Exercise goal: Look for the word "ProvisionOutcome" in the entries and copy every line where it shows up.
[[ Records provided open ]]
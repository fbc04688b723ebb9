use std::sync::Arc;
use std::time::Duration;

use tracing::{error, info, warn};

use super::{scripts, FileStateTracker, Session};
use crate::config::Config;
use crate::error::DevboxError;
use crate::models::CreateSessionInput;
use crate::provider::{CreateSandbox, LiveSandbox, ProviderError, Sandbox, SandboxProvider};

/// How a provisioning attempt ended.
#[derive(Debug, Clone, PartialEq, Eq)]
pub enum ProvisionOutcome {
    Live,
    /// The provider was missing or failed; the session is a stand-in.
    Demo { reason: String },
}

/// Creates environments and bootstraps the project skeleton inside them.
#[derive(Clone)]
pub struct Provisioner {
    provider: Option<Arc<dyn SandboxProvider>>,
    config: Arc<Config>,
}

impl Provisioner {
    pub fn new(provider: Option<Arc<dyn SandboxProvider>>, config: Arc<Config>) -> Self {
        Self { provider, config }
    }

    /// Create a fresh environment, falling back to a demo session when the
    /// provider is unusable.
    ///
    /// Only a failure to write the project skeleton is an error; the
    /// environment is torn down first.
    pub async fn provision(
        &self,
        input: &CreateSessionInput,
    ) -> Result<(Session, ProvisionOutcome), DevboxError> {
        let ttl = input
            .ttl_secs
            .map(Duration::from_secs)
            .unwrap_or(self.config.session_ttl);
        let files = Arc::new(FileStateTracker::new());

        let sandbox = match self.create_sandbox(input, ttl).await {
            Ok(sandbox) => sandbox,
            Err(reason) => {
                warn!("Sandbox provider unavailable, using demo session: {}", reason);
                let session = Session::new(
                    Sandbox::demo(),
                    &self.config.project_dir,
                    ttl,
                    files,
                    Some(reason.clone()),
                );
                return Ok((session, ProvisionOutcome::Demo { reason }));
            }
        };

        info!("Created sandbox {}", sandbox.id());

        if let Err(e) = self.write_skeleton(&sandbox, &files).await {
            error!("Failed to write project skeleton to {}: {}", sandbox.id(), e);
            if let Err(kill_err) = sandbox.kill().await {
                warn!("Failed to tear down sandbox {}: {}", sandbox.id(), kill_err);
            }
            return Err(DevboxError::Setup(e.to_string()));
        }

        self.finish_bootstrap(&sandbox).await;

        let session = Session::new(sandbox, &self.config.project_dir, ttl, files, None);
        Ok((session, ProvisionOutcome::Live))
    }

    /// Ask the provider for an environment. Errors are rendered as the demo
    /// reason.
    async fn create_sandbox(
        &self,
        input: &CreateSessionInput,
        ttl: Duration,
    ) -> Result<Sandbox, String> {
        let provider = self
            .provider
            .clone()
            .ok_or_else(|| "no sandbox provider configured".to_string())?;
        self.config.credential().map_err(|e| e.to_string())?;

        let request = CreateSandbox {
            template: input
                .template
                .clone()
                .unwrap_or_else(|| self.config.template.clone()),
            timeout_secs: ttl.as_secs(),
        };

        let created = tokio::time::timeout(self.config.create_timeout, provider.create(&request))
            .await
            .map_err(|_| {
                DevboxError::Timeout {
                    operation: "sandbox creation",
                    after: self.config.create_timeout,
                }
                .to_string()
            })?;

        match created {
            Ok(handle) => Ok(Sandbox::Live(LiveSandbox::new(handle, provider))),
            Err(e) => Err(DevboxError::Provision(e).to_string()),
        }
    }

    async fn write_skeleton(
        &self,
        sandbox: &Sandbox,
        files: &FileStateTracker,
    ) -> Result<(), ProviderError> {
        let skeleton = scripts::skeleton_files();
        let remote: Vec<(String, String)> = skeleton
            .iter()
            .map(|(path, content)| {
                (
                    format!("{}/{}", self.config.project_dir, path),
                    content.to_string(),
                )
            })
            .collect();

        sandbox
            .write_files(&remote, self.config.command_timeout)
            .await?;

        for (path, _) in skeleton {
            files.add(path);
        }
        Ok(())
    }

    /// Dependency install, dev server start and stylesheet nudge. Each step is
    /// best-effort.
    async fn finish_bootstrap(&self, sandbox: &Sandbox) {
        let dir = &self.config.project_dir;
        let steps = [
            ("baseline install", scripts::baseline_install(dir), self.config.install_timeout),
            ("dev server start", scripts::start_dev_server(dir), self.config.command_timeout),
            ("stylesheet rebuild", scripts::touch_stylesheet(dir), self.config.command_timeout),
        ];

        for (label, script, timeout) in steps {
            match sandbox.exec(&script, timeout).await {
                Ok(output) if output.success() => {
                    tracing::debug!("Bootstrap step '{}' finished", label);
                }
                Ok(output) => warn!(
                    "Bootstrap step '{}' exited with {}: {}",
                    label,
                    output.exit_code,
                    output.stderr.trim()
                ),
                Err(e) => warn!("Bootstrap step '{}' failed: {}", label, e),
            }
        }
    }
}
[[ Records provided closed ]]
Solution to this task:
pub enum ProvisionOutcome {
    ) -> Result<(Session, ProvisionOutcome), DevboxError> {
                return Ok((session, ProvisionOutcome::Demo { reason }));
        Ok((session, ProvisionOutcome::Live))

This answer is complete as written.